2015年

1月15日

投稿者 : yoshimura1212 投稿日時: 2015-01-15 12:44:00 (2080 ヒット)

 朝出勤するなり七田君が論文を持ってきて『先生、FTY720が脳梗塞を劇的に改善するという論文がでています!』さっそく見てみるとまだ11名のパイロット的な臨床研究だが確かに相当効いている(実験マウスと違ってヒトは比較が難しいとは思うが)。

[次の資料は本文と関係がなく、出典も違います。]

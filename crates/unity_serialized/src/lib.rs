//! This library handles reading and writing *Unity* serialized files and decoding the objects in
//! them against their TypeTree schemas.
//!
//! # Serialized File Format Documentation
//!
//! The header is big endian:
//!
//! | Field          | Description                                                 |
//! |----------------|-------------------------------------------------------------|
//! | Metadata size  | 4 bytes                                                     |
//! | File size      | 4 bytes                                                     |
//! | Format version | 4 bytes: 2 to 23                                            |
//! | Data offset    | 4 bytes: start of the object data                           |
//! | Endian         | 1 byte, from format 9: 0 for little endian                  |
//! | Reserved       | 3 bytes, from format 9                                      |
//!
//! From format 22 the first three fields are unused and followed, after the reserved bytes, by a
//! 4 byte metadata size, 8 byte file size, 8 byte data offset and 8 reserved bytes. Before format
//! 9 the endian byte and the metadata sit at the end of the file, at file size minus metadata
//! size.
//!
//! ## Metadata
//!
//! Stored in the byte order of the endian byte:
//!
//! | Field             | Present                                               |
//! |-------------------|-------------------------------------------------------|
//! | Engine version    | format 7, null terminated                             |
//! | Target platform   | format 8, 4 bytes                                     |
//! | Has TypeTrees     | format 13, 1 byte                                     |
//! | Types             | 4 byte count then types                               |
//! | Big ids           | formats 7 to 13, 4 bytes                              |
//! | Objects           | 4 byte count then object records                      |
//! | Script types      | format 11, 4 byte count then `(i32 file, path id)`    |
//! | Externals         | 4 byte count then `(asset path, guid, kind, path)`    |
//! | Reference types   | format 20, 4 byte count then types                    |
//! | User information  | format 5, null terminated                             |
//!
//! A type is a class id, from format 16 a stripped flag, from 17 a script type index, from 13 the
//! script hash for script types and the type hash, then the TypeTree when the file carries them
//! (see [`typetree`]) and from 21 its dependencies or, for reference types, its class, namespace
//! and assembly names.
//!
//! An object record is the path id (4 bytes before format 14, 8 bytes aligned to 4 afterwards,
//! always 8 with big ids), the start relative to the data offset (8 bytes from format 22), the
//! size, the type id, then revision specific fields: a 2 byte class id before 16, a destroyed flag
//! before 11, a script type index from 11 to 16 and a stripped flag in 15 and 16.
//!
//! ## Objects
//!
//! Object data is laid out as its TypeTree describes: fixed width values in the file's byte order,
//! length prefixed strings and arrays, and alignment to 4 bytes after nodes flagged `0x4000`.
//! [`codec`] reads and writes such values as [`Value`] and [`ObjectDecoder`] applies it to the
//! objects of a file.
//!

pub mod codec;
pub mod decoder;
pub mod error;
pub mod pptr;
pub mod read;
pub mod stream;
pub mod typetree;
pub mod types;
pub mod value;
pub mod write;

pub use codec::{read_value, write_value, NodeCursor};
pub use decoder::{DecodePolicy, DecodedObject, ObjectDecoder, SchemaSource};
pub use pptr::{resolve, resolve_file, FileSet, Pointer, SiblingLookup};
pub use read::SerializedFile;
pub use stream::{EndianReader, EndianWriter};
pub use typetree::{CommonStrings, NodeKind, TypeTree, TypeTreeNode};
pub use types::{ExternalFileReference, ObjectInfo, ParseOptions, SerializedType};
pub use value::Value;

Fu et al. Impact of an immune modulator fingolimod on acute ischemic strokeProc Natl Acad Sci U S A. 2014 Dec 23;111(51):18315-20. doi: 10.1073/pnas.1416166111

FingolimodとはFTY720のことで新しい免疫抑制剤である。七田君がこの免疫抑制剤がマウス脳梗塞モデルに有効であることを2009年にはじめて報告してから、雨後の竹の子のようにモデル動物での同様の報告が相次いだ。そしてついにヒトでもその有効性を強く示唆する結果が示された。まだ少人数のパイロットスタディではあるが今後大規模な試験が行われて有効性が証明されれば基礎研究に携わるものとしてはこんな果報なことはない。こんなふうに分子細胞レベルの研究が実際の治療にまで発展するような仕事をひとつでも多くできればReviewerにいつも苛められている苦痛も少しは和らぐ(といいのだが)。